Joshua's Gift

powerofonejoshYoung Role Model's Service Inspires Others

by Ken Rodriguez

In the West Side neighborhood where 15-year-old Joshua Alvarado lives, some people make their mark with a gun. Joshua makes his with a pen.

It is not uncommon for police in ZIP code 78207 to find a body spattered with blood. It is not uncommon for residents to see Joshua rewriting the rules of the hood.

Joshua picks up trash, removes graffiti and feeds the homeless. He tutors peers at the Boys and Girls Club down the street. He helps his polio-stricken grandfather into a wheelchair and accompanies him on important errands.

As a freshman at Fox Tech High School, Joshua makes As and Bs, plays first base on the varsity baseball team and writes poetry. After school, he goes home and cleans the room of his grandfather, Mario Alvarado. Then he composes award-winning essays.

One piece he wrote for the Boys and Girls Club earned him a $500 scholarship. Another won a prize that made his mother weep: an all-expense paid, five-night stay at the Hotel Contessa. The prize getaway isn’t far away -- it’s right downtown on the S.A. River Walk -- but the proximity to home doesn’t diminish the excitement.

As Joshua’s mother, Sabrina Hernandez, puts it, "We’ve never had a family vacation."

Sabrina, 32, scrapes by with occasional odd jobs and the money Joshua's stepfather earns as a mason. There’s just enough to keep everyone -- three adults and three children -- clothed and fed. But there’s not enough for health insurance.

Vacation? Until Joshua’s essay placed first in a statewide competition, a getaway seemed as likely as peace in the community. Late last year, ZIP code 78207 led the city in violent crimes, according to one news report. That was no anomaly. In 2003, police data showed the area led San Antonio in homicides. Too often, residents awake to drive-by shootings and sirens, to crime scene tape and tears.

The lawlessness and poverty of the ’hood seep into Joshua’s prose. In a contest that required entrants to explain why their family deserved a vacation, he wrote: "I live in the West Side of San Antonio in the 78207 zip code ... the highest crime area in San Antonio. Things have been very tough for us growing up. My real dad left when I was one year old ... my mother has had to raise all three of us kids mostly by herself."

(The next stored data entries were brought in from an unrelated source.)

//! Listing query composition using SeaQuery.
//!
//! Produces parameterized PostgreSQL statements. Filter values travel as
//! bind parameters; sort columns and directions are mapped from validated
//! enums onto fixed identifiers.

use sea_query::{
    Alias, Asterisk, Expr, Iden, Order, PostgresQueryBuilder, Query, SelectStatement, Value,
    Values,
};

use super::params::{ArticleListParams, SortColumn, SortOrder};
use super::schema::{Articles, Comments, Topics, Users};
use crate::store::Reference;

/// SQL text plus its positional bind values.
pub type Statement = (String, Values);

/// Column alias for the aggregated comment count.
pub const COMMENT_COUNT: &str = "comment_count";

/// Column alias for the companion count query.
pub const TOTAL_COUNT: &str = "total_count";

/// Column alias for existence checks.
pub const FOUND: &str = "found";

impl SortColumn {
    fn iden(self) -> Articles {
        match self {
            Self::CreatedAt => Articles::CreatedAt,
            Self::ArticleId => Articles::ArticleId,
            Self::Author => Articles::Author,
            Self::Topic => Articles::Topic,
        }
    }
}

impl From<SortOrder> for Order {
    fn from(order: SortOrder) -> Self {
        match order {
            SortOrder::Asc => Order::Asc,
            SortOrder::Desc => Order::Desc,
        }
    }
}

/// Builder for the article collection view and its companion count.
pub struct ArticleListing<'a> {
    params: &'a ArticleListParams,
}

impl<'a> ArticleListing<'a> {
    pub fn new(params: &'a ArticleListParams) -> Self {
        Self { params }
    }

    /// Build the paginated listing query.
    ///
    /// Left-joins comments, groups by article and counts comments per
    /// article. The article body is never selected.
    pub fn build(&self) -> Statement {
        let mut query = Query::select();

        query
            .columns([
                (Articles::Table, Articles::ArticleId),
                (Articles::Table, Articles::Author),
                (Articles::Table, Articles::Title),
                (Articles::Table, Articles::Topic),
                (Articles::Table, Articles::CreatedAt),
                (Articles::Table, Articles::Votes),
                (Articles::Table, Articles::ArticleImgUrl),
            ])
            .expr_as(
                Expr::col((Comments::Table, Comments::CommentId)).count(),
                Alias::new(COMMENT_COUNT),
            )
            .from(Articles::Table)
            .left_join(
                Comments::Table,
                Expr::col((Articles::Table, Articles::ArticleId))
                    .equals((Comments::Table, Comments::ArticleId)),
            );

        self.add_topic_filter(&mut query);

        query.group_by_col((Articles::Table, Articles::ArticleId));

        // ORDER BY
        let order = Order::from(self.params.order);
        match self.params.sort_by {
            // Text columns compare bytewise regardless of database collation.
            SortColumn::Author | SortColumn::Topic => {
                query.order_by_expr(
                    Expr::cust(format!(
                        r#""articles"."{}" COLLATE "C""#,
                        self.params.sort_by.as_str()
                    )),
                    order.clone(),
                );
            }
            SortColumn::CreatedAt | SortColumn::ArticleId => {
                query.order_by((Articles::Table, self.params.sort_by.iden()), order.clone());
            }
        }
        if self.params.sort_by != SortColumn::ArticleId {
            // Stable tie-break so pages never overlap.
            query.order_by((Articles::Table, Articles::ArticleId), order);
        }

        // LIMIT/OFFSET for pagination
        let page = self.params.pagination;
        query.limit(u64::from(page.limit()));
        query.offset(page.offset());

        query.build(PostgresQueryBuilder)
    }

    /// Build the COUNT query for the total number of matching articles.
    ///
    /// Scoped by the same topic filter as the listing, unaffected by
    /// pagination.
    pub fn build_count(&self) -> Statement {
        let mut query = Query::select();

        query
            .expr_as(Expr::col(Asterisk).count(), Alias::new(TOTAL_COUNT))
            .from(Articles::Table);

        self.add_topic_filter(&mut query);

        query.build(PostgresQueryBuilder)
    }

    fn add_topic_filter(&self, query: &mut SelectStatement) {
        if let Some(topic) = &self.params.topic {
            query.and_where(Expr::col((Articles::Table, Articles::Topic)).eq(topic.as_str()));
        }
    }
}

/// Build `SELECT EXISTS(SELECT 1 FROM <table> WHERE <column> = $1)`.
pub fn exists(reference: &Reference) -> Statement {
    match reference {
        Reference::Article(id) => exists_in(Articles::Table, Articles::ArticleId, (*id).into()),
        Reference::Comment(id) => exists_in(Comments::Table, Comments::CommentId, (*id).into()),
        Reference::User(username) => {
            exists_in(Users::Table, Users::Username, username.as_str().into())
        }
        Reference::Topic(slug) => exists_in(Topics::Table, Topics::Slug, slug.as_str().into()),
    }
}

fn exists_in<T, C>(table: T, column: C, value: Value) -> Statement
where
    T: Iden + 'static,
    C: Iden + 'static,
{
    let mut inner = Query::select();
    inner
        .expr(Expr::cust("1"))
        .from(table)
        .and_where(Expr::col(column).eq(value));

    Query::select()
        .expr_as(Expr::exists(inner), Alias::new(FOUND))
        .build(PostgresQueryBuilder)
}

Nice intro. It gets better. "I have a lot of responsibilities at my house," he writes. "I help take care of my grandfather and get him things that he needs. I often go with him to his doctor's appointments and help him get in and out of the car so he doesn't have to struggle with that. I also help him in the morning taking his medications and helping him get in the shower. I also help prepare his food and help do his laundry. I don't mind doing these things because I love my grandfather and I enjoy talking with him while I'm helping him."

Mario, 58, appreciates Joshua's hand. "I’m so proud of him," Mario says, and the pride extends to his grandson’s humility.

When Joshua learned his essay had won, the news overwhelmed him. "I couldn’t believe it," he says.

Bill Felty, director of the Boys and Girls Club on Perez Street, says Joshua logged 271 hours of service last year. "I've got some high school juniors," Bill says, "who look up to him because of his maturity."

Then there's Zach Nava, a 19-year-old student at Palo Alto College and staff volunteer at the Boys and Girls Club who often plays hoops with Joshua. "He inspires me," Zach says. "We could be losing, 98-8, and he'll bring the team together and keep us going."

In such a short time, Joshua has touched many. Students who need tutoring. Peers who need a role model. Neighbors who need trash collected. The homeless who need food. A grandfather who needs so much help.

Sitting beside her son at the Boys and Girls Club one Friday afternoon, Sabrina begins to tear up. She recalls becoming pregnant with Joshua as an unwed 16-year-old in Hondo. She remembers driving with her father to a clinic to abort the baby. She remembers passing the clinic so many times before, but on the day she went looking for it, "We couldn't find it."

Joshua was born one month premature, weighing five pounds, 10 ounces. "I tell him," Sabrina says, "that God put him here for a reason."

Sabrina's son envisions a future in law: a seat on the U.S. Supreme Court. Many would be eager to tell that story. But no one could write it like Joshua.